> _What you will do_:
Begin at the line containing "if !error.is_retryable() ||" in the entries below and end at the line containing "not echo one"; transcribe that range exactly and nothing outside it.

> _Input data_:
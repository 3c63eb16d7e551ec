use std::sync::Arc;

use bytes::Bytes;
use http::header::{AUTHORIZATION, CONTENT_TYPE, HeaderName, HeaderValue};
use http::HeaderMap;
use secrecy::{ExposeSecret, SecretString};
use url::Url;

use crate::error::{ErrorKind, GatewayError, Result};
use crate::retry::RetryPolicy;
use crate::scope::{CallScope, millis};
use crate::transport::{HttpRequest, HttpResponse, Transport};

/// Attribution headers understood by OpenRouter-style gateways
const HTTP_REFERER: HeaderName = HeaderName::from_static("http-referer");
const X_TITLE: HeaderName = HeaderName::from_static("x-title");

/// Issues the POST and owns the retry loop
pub(crate) struct Executor {
    transport: Arc<dyn Transport>,
    endpoint: Url,
    headers: HeaderMap,
    policy: RetryPolicy,
}

impl Executor {
    pub(crate) const fn new(transport: Arc<dyn Transport>, endpoint: Url, headers: HeaderMap, policy: RetryPolicy) -> Self {
        Self {
            transport,
            endpoint,
            headers,
            policy,
        }
    }

    pub(crate) const fn endpoint(&self) -> &Url {
        &self.endpoint
    }

    /// Send `body` until a 2xx arrives or a terminal error is classified
    ///
    /// Retryable failures sleep `policy.backoff_delay(attempt)` and try
    /// again while attempts remain. Every send, error-body read and sleep
    /// runs under `scope`, so the deadline and caller cancellation end the
    /// loop immediately and are never retried.
    pub(crate) async fn execute(&self, body: Bytes, scope: &CallScope) -> Result<HttpResponse> {
        let max_retries = self.policy.max_retries();

        for attempt in 0..=max_retries {
            let request = HttpRequest {
                url: self.endpoint.clone(),
                headers: self.headers.clone(),
                body: body.clone(),
            };

            let error = match scope.guard(self.transport.send(request)).await? {
                Ok(response) if response.status.is_success() => return Ok(response),
                Ok(response) => {
                    let status = response.status;
                    let text = scope.guard(response.text()).await?.unwrap_or_default();
                    GatewayError::from_status(status, &text)
                }
                Err(e) => GatewayError::from(e),
            };

            if !error.is_retryable() || attempt >= max_retries {
                return Err(error);
            }

            let delay = self.policy.backoff_delay(attempt);
            tracing::warn!(
                attempt = attempt + 1,
                max_attempts = max_retries.saturating_add(1),
                kind = error.kind().as_str(),
                status = error.http_status(),
                delay_ms = millis(delay),
                remaining_ms = millis(scope.remaining()),
                "gateway request failed, retrying"
            );

            scope.guard(tokio::time::sleep(delay)).await?;
        }

        Err(GatewayError::new(ErrorKind::ServerError, "max retries exceeded"))
    }
}

/// Headers sent on every attempt
///
/// Built once at client construction so a malformed key or attribution
/// value fails there, not on the first call.
pub(crate) fn default_headers(api_key: &SecretString, app_title: Option<&str>, site_url: Option<&str>) -> Result<HeaderMap> {
    let key = api_key.expose_secret().trim();
    if key.is_empty() {
        return Err(GatewayError::new(ErrorKind::Authorization, "api key is empty"));
    }

    let mut bearer = HeaderValue::from_str(&format!("Bearer {key}"))
        .map_err(|_| GatewayError::new(ErrorKind::Authorization, "api key contains characters not allowed in a header"))?;
    bearer.set_sensitive(true);

    let mut headers = HeaderMap::new();
    headers.insert(AUTHORIZATION, bearer);
    headers.insert(CONTENT_TYPE, HeaderValue::from_static("application/json"));

    if let Some(site_url) = site_url {
        headers.insert(HTTP_REFERER, attribution_value("site_url", site_url)?);
    }
    if let Some(app_title) = app_title {
        headers.insert(X_TITLE, attribution_value("app_title", app_title)?);
    }

    Ok(headers)
}

fn attribution_value(field: &str, value: &str) -> Result<HeaderValue> {
    HeaderValue::from_str(value)
        .map_err(|_| GatewayError::validation(format!("{field} contains characters not allowed in a header")))
}
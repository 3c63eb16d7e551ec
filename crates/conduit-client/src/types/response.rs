use serde::{Deserialize, Deserializer, Serialize};
use serde_json::Value;

/// Model name reported when the provider does not echo one
pub const UNKNOWN_MODEL: &str = "unknown";

/// Token accounting, when the provider reports it
#[derive(Debug, Clone, Copy, Default, PartialEq, Eq, Serialize, Deserialize)]
pub struct Usage {
    /// Tokens in the prompt
    #[serde(default, deserialize_with = "count")]
    pub prompt_tokens: u32,
    /// Tokens generated
    #[serde(default, deserialize_with = "count")]
    pub completion_tokens: u32,
    /// Sum of both
    #[serde(default, deserialize_with = "count")]
    pub total_tokens: u32,
}

/// Some providers send `null` for counters they do not track
fn count<'de, D>(deserializer: D) -> Result<u32, D::Error>
where
    D: Deserializer<'de>,
{
    Ok(Option::<u32>::deserialize(deserializer)?.unwrap_or_default())
}

/// Normalized result of one call
#[derive(Debug, Clone, PartialEq)]
pub struct ChatResponse {
    /// Provider completion id, empty when absent
    pub id: String,
    /// Model that answered, or [`UNKNOWN_MODEL`]
    pub model: String,
    /// First choice's text
    pub content: String,
    /// Why generation stopped
    pub finish_reason: Option<String>,
    /// Token usage
    pub usage: Option<Usage>,
    /// Untouched provider payload; an array of chunks for streamed calls
    pub raw: Value,
}

/// Result of a structured call
#[derive(Debug, Clone, PartialEq)]
pub struct ChatJsonResponse<T> {
    /// `raw.content` decoded as `T`
    pub parsed: T,
    /// The response the value was decoded from
    pub raw: ChatResponse,
}
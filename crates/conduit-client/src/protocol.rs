//! OpenAI-compatible chat completion wire format

use serde::{Deserialize, Deserializer, Serialize};
use serde_json::Value;

use crate::types::{ChatMessage, ModelParams, Usage};

// -- Request types --

/// `POST /chat/completions` body
#[derive(Debug, Serialize)]
pub(crate) struct ChatCompletionPayload<'a> {
    pub model: &'a str,
    pub messages: &'a [ChatMessage],
    pub stream: bool,
    #[serde(flatten)]
    pub params: &'a ModelParams,
    #[serde(skip_serializing_if = "Option::is_none")]
    pub response_format: Option<ResponseFormat<'a>>,
}

/// Structured output directive
#[derive(Debug, Serialize)]
#[serde(tag = "type", rename_all = "snake_case")]
pub(crate) enum ResponseFormat<'a> {
    JsonSchema { json_schema: JsonSchemaWire<'a> },
}

#[derive(Debug, Serialize)]
pub(crate) struct JsonSchemaWire<'a> {
    pub name: &'a str,
    pub strict: bool,
    pub schema: &'a Value,
}

// -- Response types --

/// Non-streaming body; every field tolerated as absent
#[derive(Debug, Default, Deserialize)]
pub(crate) struct CompletionBody {
    #[serde(default)]
    pub id: Option<String>,
    #[serde(default)]
    pub model: Option<String>,
    #[serde(default)]
    pub choices: Vec<CompletionChoice>,
    #[serde(default, deserialize_with = "lenient_usage")]
    pub usage: Option<Usage>,
}

#[derive(Debug, Deserialize)]
pub(crate) struct CompletionChoice {
    #[serde(default)]
    pub message: Option<CompletionMessage>,
    #[serde(default)]
    pub finish_reason: Option<String>,
}

#[derive(Debug, Deserialize)]
pub(crate) struct CompletionMessage {
    #[serde(default)]
    pub content: Option<String>,
}

// -- Streaming types --

/// One `data:` frame of a streamed completion
#[derive(Debug, Default, Deserialize)]
pub(crate) struct StreamChunk {
    #[serde(default)]
    pub id: Option<String>,
    #[serde(default)]
    pub model: Option<String>,
    #[serde(default)]
    pub choices: Vec<StreamChoice>,
    #[serde(default, deserialize_with = "lenient_usage")]
    pub usage: Option<Usage>,
}

#[derive(Debug, Deserialize)]
pub(crate) struct StreamChoice {
    #[serde(default)]
    pub delta: Option<StreamDelta>,
    #[serde(default)]
    pub finish_reason: Option<String>,
}

#[derive(Debug, Deserialize)]
pub(crate) struct StreamDelta {
    #[serde(default)]
    pub content: Option<String>,
}

/// Usage in an unexpected shape is dropped rather than failing the body
fn lenient_usage<'de, D>(deserializer: D) -> Result<Option<Usage>, D::Error>
where
    D: Deserializer<'de>,
{
    let value = Value::deserialize(deserializer)?;
    Ok(Usage::deserialize(value).ok())
}
//! Programmatic client configuration for integration tests

use std::time::Duration;

use conduit_config::{GatewayConfig, RetryConfig};
use url::Url;

pub const TEST_MODEL: &str = "mock/gpt-test";

/// Builder for constructing test configurations
pub struct ConfigBuilder {
    config: GatewayConfig,
}

impl ConfigBuilder {
    /// Point at `base_url` with short timeouts and fast retries
    pub fn new(base_url: &str) -> Self {
        let config = GatewayConfig::new("sk-test-key")
            .with_base_url(Url::parse(base_url).unwrap())
            .with_default_model(TEST_MODEL)
            .with_timeout(Duration::from_secs(5))
            .with_retry(RetryConfig {
                max_retries: 2,
                base_delay: Duration::from_millis(10),
                max_delay: Duration::from_millis(50),
            });

        Self { config }
    }

    pub const fn timeout(mut self, timeout: Duration) -> Self {
        self.config.timeout = timeout;
        self
    }

    pub const fn max_retries(mut self, max_retries: u32) -> Self {
        self.config.retry.max_retries = max_retries;
        self
    }

    pub fn attribution(mut self, app_title: &str, site_url: &str) -> Self {
        self.config.app_title = Some(app_title.to_owned());
        self.config.site_url = Some(site_url.to_owned());
        self
    }

    pub fn build(self) -> GatewayConfig {
        self.config
    }
}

> _The completed task_:
            if !error.is_retryable() || attempt >= max_retries {
                return Err(error);
            }

            let delay = self.policy.backoff_delay(attempt);
            tracing::warn!(
                attempt = attempt + 1,
                max_attempts = max_retries.saturating_add(1),
                kind = error.kind().as_str(),
                status = error.http_status(),
                delay_ms = millis(delay),
                remaining_ms = millis(scope.remaining()),
                "gateway request failed, retrying"
            );

            scope.guard(tokio::time::sleep(delay)).await?;
        }

        Err(GatewayError::new(ErrorKind::ServerError, "max retries exceeded"))
    }
}

/// Headers sent on every attempt
///
/// Built once at client construction so a malformed key or attribution
/// value fails there, not on the first call.
pub(crate) fn default_headers(api_key: &SecretString, app_title: Option<&str>, site_url: Option<&str>) -> Result<HeaderMap> {
    let key = api_key.expose_secret().trim();
    if key.is_empty() {
        return Err(GatewayError::new(ErrorKind::Authorization, "api key is empty"));
    }

    let mut bearer = HeaderValue::from_str(&format!("Bearer {key}"))
        .map_err(|_| GatewayError::new(ErrorKind::Authorization, "api key contains characters not allowed in a header"))?;
    bearer.set_sensitive(true);

    let mut headers = HeaderMap::new();
    headers.insert(AUTHORIZATION, bearer);
    headers.insert(CONTENT_TYPE, HeaderValue::from_static("application/json"));

    if let Some(site_url) = site_url {
        headers.insert(HTTP_REFERER, attribution_value("site_url", site_url)?);
    }
    if let Some(app_title) = app_title {
        headers.insert(X_TITLE, attribution_value("app_title", app_title)?);
    }

    Ok(headers)
}

fn attribution_value(field: &str, value: &str) -> Result<HeaderValue> {
    HeaderValue::from_str(value)
        .map_err(|_| GatewayError::validation(format!("{field} contains characters not allowed in a header")))
}
repository 3c63eb16d7e551ec
filename crates/conduit-client/src/types/response.rs
use serde::{Deserialize, Deserializer, Serialize};
use serde_json::Value;

/// Model name reported when the provider does not echo one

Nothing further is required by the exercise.